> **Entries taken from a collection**
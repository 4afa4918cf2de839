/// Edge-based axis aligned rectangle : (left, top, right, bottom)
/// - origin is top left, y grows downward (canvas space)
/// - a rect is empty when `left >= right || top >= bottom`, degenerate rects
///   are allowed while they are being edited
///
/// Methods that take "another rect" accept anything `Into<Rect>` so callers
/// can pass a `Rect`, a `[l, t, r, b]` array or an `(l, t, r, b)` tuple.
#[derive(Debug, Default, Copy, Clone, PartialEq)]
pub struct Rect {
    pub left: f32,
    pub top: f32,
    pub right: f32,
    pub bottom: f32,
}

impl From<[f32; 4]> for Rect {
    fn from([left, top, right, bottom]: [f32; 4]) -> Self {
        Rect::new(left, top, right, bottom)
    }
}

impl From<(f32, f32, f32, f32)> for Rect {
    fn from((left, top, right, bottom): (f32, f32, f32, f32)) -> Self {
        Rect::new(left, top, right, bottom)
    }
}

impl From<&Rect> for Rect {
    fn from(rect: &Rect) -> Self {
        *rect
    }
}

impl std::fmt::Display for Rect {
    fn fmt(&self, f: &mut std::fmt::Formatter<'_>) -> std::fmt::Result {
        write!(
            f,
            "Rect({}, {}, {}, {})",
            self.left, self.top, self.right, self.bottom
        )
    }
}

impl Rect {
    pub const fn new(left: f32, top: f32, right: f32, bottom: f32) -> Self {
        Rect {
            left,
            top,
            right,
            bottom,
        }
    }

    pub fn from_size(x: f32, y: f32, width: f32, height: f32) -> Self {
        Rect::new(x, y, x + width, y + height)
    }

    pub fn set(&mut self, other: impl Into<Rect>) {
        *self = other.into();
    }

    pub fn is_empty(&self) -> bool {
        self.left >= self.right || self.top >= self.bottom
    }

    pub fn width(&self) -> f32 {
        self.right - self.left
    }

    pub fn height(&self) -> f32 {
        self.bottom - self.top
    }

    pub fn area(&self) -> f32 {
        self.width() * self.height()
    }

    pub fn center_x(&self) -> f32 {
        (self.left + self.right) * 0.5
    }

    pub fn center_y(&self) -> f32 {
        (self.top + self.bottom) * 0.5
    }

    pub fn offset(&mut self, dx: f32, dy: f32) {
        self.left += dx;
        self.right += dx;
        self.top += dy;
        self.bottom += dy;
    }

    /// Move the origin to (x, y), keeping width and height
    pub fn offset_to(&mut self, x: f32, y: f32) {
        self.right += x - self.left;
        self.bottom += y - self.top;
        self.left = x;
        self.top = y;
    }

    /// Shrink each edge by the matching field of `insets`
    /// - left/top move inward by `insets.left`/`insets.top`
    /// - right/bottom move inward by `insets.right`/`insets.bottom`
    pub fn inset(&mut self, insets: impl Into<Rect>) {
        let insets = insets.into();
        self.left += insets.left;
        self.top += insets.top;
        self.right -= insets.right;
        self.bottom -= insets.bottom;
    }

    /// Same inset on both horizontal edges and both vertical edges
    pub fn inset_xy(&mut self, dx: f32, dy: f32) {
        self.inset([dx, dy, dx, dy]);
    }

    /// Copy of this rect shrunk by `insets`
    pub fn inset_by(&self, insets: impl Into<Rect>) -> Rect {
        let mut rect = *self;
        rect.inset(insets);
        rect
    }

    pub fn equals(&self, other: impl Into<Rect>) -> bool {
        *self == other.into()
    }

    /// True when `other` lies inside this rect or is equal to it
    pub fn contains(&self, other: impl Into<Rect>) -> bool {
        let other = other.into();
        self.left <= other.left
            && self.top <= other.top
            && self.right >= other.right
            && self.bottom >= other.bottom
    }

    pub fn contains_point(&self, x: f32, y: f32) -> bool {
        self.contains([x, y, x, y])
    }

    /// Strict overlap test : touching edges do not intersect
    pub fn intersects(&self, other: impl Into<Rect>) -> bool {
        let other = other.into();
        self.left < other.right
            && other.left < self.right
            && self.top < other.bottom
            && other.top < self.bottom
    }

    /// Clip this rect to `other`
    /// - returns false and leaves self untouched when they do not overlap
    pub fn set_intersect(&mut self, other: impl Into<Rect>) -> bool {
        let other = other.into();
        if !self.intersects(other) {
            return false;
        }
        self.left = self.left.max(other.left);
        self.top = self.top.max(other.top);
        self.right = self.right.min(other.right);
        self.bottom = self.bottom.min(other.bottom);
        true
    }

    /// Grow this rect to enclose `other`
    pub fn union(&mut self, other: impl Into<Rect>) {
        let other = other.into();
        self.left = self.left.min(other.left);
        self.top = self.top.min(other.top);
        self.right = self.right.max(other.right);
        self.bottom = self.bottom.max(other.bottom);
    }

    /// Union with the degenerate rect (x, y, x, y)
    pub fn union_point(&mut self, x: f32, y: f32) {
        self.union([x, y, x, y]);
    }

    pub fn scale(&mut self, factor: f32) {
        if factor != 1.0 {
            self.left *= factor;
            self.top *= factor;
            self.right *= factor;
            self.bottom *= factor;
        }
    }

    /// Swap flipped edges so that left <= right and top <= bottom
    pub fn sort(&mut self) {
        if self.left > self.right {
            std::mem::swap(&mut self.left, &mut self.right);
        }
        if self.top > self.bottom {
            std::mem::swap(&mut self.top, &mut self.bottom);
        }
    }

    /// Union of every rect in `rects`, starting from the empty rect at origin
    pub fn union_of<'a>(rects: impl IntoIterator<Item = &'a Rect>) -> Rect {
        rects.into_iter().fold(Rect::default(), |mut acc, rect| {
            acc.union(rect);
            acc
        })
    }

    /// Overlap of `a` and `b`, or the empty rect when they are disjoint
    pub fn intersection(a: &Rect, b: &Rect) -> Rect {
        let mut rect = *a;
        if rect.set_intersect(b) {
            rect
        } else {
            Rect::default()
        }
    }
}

> **Task directions**
Among the records above, a stretch begins at the line containing "fn fmt(&self, f: &mut" and ends at the line containing "pub fn width(&self)". Restate that stretch word for word, and nothing else.

> **Response area**
    fn fmt(&self, f: &mut std::fmt::Formatter<'_>) -> std::fmt::Result {
        write!(
            f,
            "Rect({}, {}, {}, {})",
            self.left, self.top, self.right, self.bottom
        )
    }
}

impl Rect {
    pub const fn new(left: f32, top: f32, right: f32, bottom: f32) -> Self {
        Rect {
            left,
            top,
            right,
            bottom,
        }
    }

    pub fn from_size(x: f32, y: f32, width: f32, height: f32) -> Self {
        Rect::new(x, y, x + width, y + height)
    }

    pub fn set(&mut self, other: impl Into<Rect>) {
        *self = other.into();
    }

    pub fn is_empty(&self) -> bool {
        self.left >= self.right || self.top >= self.bottom
    }

    pub fn width(&self) -> f32 {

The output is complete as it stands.